■ Data section:
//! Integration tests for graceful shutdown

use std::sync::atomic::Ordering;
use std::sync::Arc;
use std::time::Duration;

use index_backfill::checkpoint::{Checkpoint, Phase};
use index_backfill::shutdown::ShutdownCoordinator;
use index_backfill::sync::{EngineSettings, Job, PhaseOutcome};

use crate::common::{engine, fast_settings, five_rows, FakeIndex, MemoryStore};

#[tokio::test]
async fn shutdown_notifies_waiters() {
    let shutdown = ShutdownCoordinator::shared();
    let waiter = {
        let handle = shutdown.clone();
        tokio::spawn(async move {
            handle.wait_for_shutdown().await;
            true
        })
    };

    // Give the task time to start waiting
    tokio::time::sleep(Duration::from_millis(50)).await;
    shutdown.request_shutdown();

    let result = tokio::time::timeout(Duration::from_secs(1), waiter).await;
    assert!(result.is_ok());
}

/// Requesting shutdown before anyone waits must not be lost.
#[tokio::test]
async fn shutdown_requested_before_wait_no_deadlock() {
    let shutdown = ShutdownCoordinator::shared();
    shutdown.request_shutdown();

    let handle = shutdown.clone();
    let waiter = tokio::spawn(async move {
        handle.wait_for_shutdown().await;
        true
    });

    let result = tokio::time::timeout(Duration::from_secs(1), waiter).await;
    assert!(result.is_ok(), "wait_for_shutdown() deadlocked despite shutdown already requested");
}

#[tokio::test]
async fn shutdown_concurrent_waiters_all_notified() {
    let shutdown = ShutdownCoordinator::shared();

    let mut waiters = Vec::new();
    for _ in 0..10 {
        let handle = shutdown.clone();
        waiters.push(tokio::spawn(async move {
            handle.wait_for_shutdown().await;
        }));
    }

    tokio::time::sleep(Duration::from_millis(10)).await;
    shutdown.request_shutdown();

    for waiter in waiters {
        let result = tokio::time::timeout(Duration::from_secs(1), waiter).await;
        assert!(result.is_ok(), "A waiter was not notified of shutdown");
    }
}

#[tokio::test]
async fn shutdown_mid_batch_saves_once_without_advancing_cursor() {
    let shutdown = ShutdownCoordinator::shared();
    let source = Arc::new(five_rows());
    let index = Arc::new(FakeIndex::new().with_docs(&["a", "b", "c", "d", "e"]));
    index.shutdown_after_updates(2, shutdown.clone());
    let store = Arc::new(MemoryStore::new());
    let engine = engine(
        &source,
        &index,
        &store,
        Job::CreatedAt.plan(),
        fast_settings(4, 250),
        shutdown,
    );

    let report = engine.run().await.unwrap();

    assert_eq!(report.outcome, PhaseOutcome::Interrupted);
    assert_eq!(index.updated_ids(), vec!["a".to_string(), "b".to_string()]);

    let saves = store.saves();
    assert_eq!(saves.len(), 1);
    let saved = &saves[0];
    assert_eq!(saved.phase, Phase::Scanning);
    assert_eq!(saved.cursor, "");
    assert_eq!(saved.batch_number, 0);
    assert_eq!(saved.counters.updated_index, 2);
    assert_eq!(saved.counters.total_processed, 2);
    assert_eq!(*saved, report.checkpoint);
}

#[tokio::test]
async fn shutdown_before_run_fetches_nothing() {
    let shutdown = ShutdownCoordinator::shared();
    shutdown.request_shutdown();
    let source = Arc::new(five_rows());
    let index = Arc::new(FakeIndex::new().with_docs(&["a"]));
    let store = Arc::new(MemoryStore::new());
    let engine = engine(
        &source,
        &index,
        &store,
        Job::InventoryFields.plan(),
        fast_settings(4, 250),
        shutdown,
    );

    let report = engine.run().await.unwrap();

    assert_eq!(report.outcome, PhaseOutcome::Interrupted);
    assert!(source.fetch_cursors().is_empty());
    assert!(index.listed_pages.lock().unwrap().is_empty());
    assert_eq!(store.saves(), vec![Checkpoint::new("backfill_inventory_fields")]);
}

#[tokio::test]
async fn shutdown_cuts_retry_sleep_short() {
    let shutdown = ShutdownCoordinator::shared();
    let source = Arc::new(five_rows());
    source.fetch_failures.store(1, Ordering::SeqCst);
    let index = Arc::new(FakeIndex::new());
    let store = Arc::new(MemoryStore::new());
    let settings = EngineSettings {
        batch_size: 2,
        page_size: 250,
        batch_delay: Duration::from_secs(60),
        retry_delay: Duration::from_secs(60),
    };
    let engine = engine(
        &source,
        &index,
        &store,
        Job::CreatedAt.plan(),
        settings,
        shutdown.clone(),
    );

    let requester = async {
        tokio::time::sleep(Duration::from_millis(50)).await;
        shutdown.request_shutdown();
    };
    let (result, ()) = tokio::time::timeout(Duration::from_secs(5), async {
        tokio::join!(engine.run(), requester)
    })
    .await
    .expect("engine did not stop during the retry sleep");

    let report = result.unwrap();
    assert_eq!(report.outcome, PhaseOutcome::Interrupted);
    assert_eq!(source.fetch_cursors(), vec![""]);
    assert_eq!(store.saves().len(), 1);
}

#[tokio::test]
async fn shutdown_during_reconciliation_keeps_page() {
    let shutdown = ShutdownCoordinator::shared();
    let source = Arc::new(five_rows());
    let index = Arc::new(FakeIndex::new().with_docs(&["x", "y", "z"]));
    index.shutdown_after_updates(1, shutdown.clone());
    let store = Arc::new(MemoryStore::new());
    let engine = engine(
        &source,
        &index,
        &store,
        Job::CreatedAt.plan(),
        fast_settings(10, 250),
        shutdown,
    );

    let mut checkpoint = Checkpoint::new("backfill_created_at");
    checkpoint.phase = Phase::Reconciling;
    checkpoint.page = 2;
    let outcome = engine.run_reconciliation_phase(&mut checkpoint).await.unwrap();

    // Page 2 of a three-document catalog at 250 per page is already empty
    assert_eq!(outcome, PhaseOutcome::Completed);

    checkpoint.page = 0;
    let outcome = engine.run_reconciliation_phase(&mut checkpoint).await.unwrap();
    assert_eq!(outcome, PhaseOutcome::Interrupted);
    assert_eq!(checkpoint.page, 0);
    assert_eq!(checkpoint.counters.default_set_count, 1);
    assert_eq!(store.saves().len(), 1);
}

* * *

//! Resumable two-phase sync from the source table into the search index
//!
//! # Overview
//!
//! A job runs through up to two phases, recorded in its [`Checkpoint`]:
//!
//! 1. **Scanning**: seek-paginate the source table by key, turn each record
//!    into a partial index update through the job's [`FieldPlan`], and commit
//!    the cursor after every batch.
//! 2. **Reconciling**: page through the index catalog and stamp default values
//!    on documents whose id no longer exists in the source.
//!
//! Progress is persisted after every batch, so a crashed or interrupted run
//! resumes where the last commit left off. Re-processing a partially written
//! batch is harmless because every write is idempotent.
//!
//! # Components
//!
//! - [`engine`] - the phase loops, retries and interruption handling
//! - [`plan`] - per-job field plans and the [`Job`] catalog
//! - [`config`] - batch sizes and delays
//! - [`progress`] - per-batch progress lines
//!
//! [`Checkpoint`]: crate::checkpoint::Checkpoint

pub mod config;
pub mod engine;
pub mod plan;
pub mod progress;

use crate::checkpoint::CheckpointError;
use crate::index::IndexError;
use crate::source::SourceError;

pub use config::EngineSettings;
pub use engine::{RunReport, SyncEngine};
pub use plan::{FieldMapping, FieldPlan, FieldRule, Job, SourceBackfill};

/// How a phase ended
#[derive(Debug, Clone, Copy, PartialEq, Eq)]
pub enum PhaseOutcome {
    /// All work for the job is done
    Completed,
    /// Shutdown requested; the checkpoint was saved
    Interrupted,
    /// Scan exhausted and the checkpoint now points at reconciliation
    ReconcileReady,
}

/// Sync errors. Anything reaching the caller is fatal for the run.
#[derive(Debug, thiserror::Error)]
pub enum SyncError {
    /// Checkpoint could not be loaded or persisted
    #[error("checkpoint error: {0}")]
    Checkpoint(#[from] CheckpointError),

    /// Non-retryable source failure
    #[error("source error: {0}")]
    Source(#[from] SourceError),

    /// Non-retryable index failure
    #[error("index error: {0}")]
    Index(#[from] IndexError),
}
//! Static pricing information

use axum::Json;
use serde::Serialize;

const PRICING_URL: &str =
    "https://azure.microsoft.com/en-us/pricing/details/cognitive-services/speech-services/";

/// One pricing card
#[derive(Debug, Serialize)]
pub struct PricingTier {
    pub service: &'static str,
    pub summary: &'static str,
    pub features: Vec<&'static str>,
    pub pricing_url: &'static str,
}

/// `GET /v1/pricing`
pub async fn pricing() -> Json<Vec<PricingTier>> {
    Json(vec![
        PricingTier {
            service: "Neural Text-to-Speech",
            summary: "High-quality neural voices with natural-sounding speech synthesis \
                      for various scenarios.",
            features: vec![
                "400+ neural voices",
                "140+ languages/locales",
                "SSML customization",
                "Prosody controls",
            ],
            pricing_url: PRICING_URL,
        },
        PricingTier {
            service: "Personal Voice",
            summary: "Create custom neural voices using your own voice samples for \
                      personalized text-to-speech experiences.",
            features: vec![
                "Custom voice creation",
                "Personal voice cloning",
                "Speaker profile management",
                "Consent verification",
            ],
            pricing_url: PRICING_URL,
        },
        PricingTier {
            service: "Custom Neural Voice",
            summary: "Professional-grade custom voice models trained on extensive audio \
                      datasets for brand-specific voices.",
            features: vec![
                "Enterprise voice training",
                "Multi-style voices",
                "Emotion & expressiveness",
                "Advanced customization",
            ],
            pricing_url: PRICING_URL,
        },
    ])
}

■ Task to complete: Show a copy of each line from the data that includes the word "every".

■ Result:
//!    the cursor after every batch.
//! Progress is persisted after every batch, so a crashed or interrupted run
//! batch is harmless because every write is idempotent.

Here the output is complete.